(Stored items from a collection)
++++++++++

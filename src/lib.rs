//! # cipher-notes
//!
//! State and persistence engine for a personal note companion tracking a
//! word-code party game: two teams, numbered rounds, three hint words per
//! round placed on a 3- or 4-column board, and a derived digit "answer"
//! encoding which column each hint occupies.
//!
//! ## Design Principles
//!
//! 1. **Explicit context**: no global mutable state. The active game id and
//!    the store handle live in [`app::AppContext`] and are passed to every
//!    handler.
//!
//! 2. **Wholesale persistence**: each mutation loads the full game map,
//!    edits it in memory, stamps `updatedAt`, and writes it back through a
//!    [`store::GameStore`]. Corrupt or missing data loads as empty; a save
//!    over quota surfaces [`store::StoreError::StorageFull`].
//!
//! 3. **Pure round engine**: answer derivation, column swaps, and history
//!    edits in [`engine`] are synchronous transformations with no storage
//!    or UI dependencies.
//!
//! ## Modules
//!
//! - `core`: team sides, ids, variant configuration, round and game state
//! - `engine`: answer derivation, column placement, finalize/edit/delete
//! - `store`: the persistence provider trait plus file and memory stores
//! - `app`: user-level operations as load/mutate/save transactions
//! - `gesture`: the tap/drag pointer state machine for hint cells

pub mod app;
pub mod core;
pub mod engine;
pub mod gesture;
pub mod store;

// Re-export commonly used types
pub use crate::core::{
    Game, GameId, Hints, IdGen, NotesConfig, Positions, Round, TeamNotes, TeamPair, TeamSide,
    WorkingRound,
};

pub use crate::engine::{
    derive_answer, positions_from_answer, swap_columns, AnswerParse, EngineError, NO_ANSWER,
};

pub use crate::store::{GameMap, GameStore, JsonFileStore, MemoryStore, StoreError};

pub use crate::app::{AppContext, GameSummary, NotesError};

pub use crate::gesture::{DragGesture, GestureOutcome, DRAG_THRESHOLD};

++++++++++

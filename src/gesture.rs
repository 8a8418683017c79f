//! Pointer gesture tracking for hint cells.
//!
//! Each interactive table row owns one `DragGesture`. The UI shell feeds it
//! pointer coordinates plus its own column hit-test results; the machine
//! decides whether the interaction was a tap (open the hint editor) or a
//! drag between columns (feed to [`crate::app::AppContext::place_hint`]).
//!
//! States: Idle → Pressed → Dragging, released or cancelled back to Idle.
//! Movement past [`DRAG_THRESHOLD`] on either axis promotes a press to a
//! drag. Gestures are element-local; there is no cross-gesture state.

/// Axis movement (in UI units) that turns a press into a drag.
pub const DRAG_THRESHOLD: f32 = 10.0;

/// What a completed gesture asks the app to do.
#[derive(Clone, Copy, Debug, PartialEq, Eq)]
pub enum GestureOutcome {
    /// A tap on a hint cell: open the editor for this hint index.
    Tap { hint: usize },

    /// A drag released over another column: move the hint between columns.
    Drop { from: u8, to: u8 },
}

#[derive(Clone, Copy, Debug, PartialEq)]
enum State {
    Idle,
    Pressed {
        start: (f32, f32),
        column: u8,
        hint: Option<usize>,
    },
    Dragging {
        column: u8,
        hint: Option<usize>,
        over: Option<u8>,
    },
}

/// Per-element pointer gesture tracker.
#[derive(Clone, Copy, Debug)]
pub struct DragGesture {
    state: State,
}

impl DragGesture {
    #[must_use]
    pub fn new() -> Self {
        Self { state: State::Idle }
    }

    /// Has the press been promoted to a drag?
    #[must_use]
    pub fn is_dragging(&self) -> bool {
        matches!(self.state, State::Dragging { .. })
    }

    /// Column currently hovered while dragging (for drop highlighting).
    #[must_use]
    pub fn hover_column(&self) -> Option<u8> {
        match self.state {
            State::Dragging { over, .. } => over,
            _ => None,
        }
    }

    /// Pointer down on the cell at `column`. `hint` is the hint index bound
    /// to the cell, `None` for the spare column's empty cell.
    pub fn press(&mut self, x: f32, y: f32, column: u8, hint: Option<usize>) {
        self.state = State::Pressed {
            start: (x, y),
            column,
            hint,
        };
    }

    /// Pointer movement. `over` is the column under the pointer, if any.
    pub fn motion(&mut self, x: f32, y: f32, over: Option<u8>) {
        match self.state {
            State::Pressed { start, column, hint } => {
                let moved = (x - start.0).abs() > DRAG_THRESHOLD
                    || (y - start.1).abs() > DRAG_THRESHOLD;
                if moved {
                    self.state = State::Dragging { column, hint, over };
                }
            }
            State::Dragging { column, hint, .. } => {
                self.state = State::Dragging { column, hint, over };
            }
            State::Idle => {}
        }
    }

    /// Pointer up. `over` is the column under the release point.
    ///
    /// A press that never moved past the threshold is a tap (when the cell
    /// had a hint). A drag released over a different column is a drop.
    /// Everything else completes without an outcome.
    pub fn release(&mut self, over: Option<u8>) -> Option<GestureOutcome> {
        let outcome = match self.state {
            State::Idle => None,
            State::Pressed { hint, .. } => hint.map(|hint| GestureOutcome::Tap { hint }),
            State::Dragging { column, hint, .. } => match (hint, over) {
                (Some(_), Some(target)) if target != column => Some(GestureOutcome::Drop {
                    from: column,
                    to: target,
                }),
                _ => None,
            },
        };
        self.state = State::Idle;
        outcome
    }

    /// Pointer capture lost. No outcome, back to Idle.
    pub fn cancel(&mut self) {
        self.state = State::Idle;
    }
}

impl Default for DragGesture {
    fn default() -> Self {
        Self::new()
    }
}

++++++++++

Would you retype exactly the lines above, from the line with "pub struct DragGesture" to the line with "pub fn press(&mut", with both end lines kept and nothing more?

» EXPECTED ANSWER
pub struct DragGesture {
    state: State,
}

impl DragGesture {
    #[must_use]
    pub fn new() -> Self {
        Self { state: State::Idle }
    }

    /// Has the press been promoted to a drag?
    #[must_use]
    pub fn is_dragging(&self) -> bool {
        matches!(self.state, State::Dragging { .. })
    }

    /// Column currently hovered while dragging (for drop highlighting).
    #[must_use]
    pub fn hover_column(&self) -> Option<u8> {
        match self.state {
            State::Dragging { over, .. } => over,
            _ => None,
        }
    }

    /// Pointer down on the cell at `column`. `hint` is the hint index bound
    /// to the cell, `None` for the spare column's empty cell.
    pub fn press(&mut self, x: f32, y: f32, column: u8, hint: Option<usize>) {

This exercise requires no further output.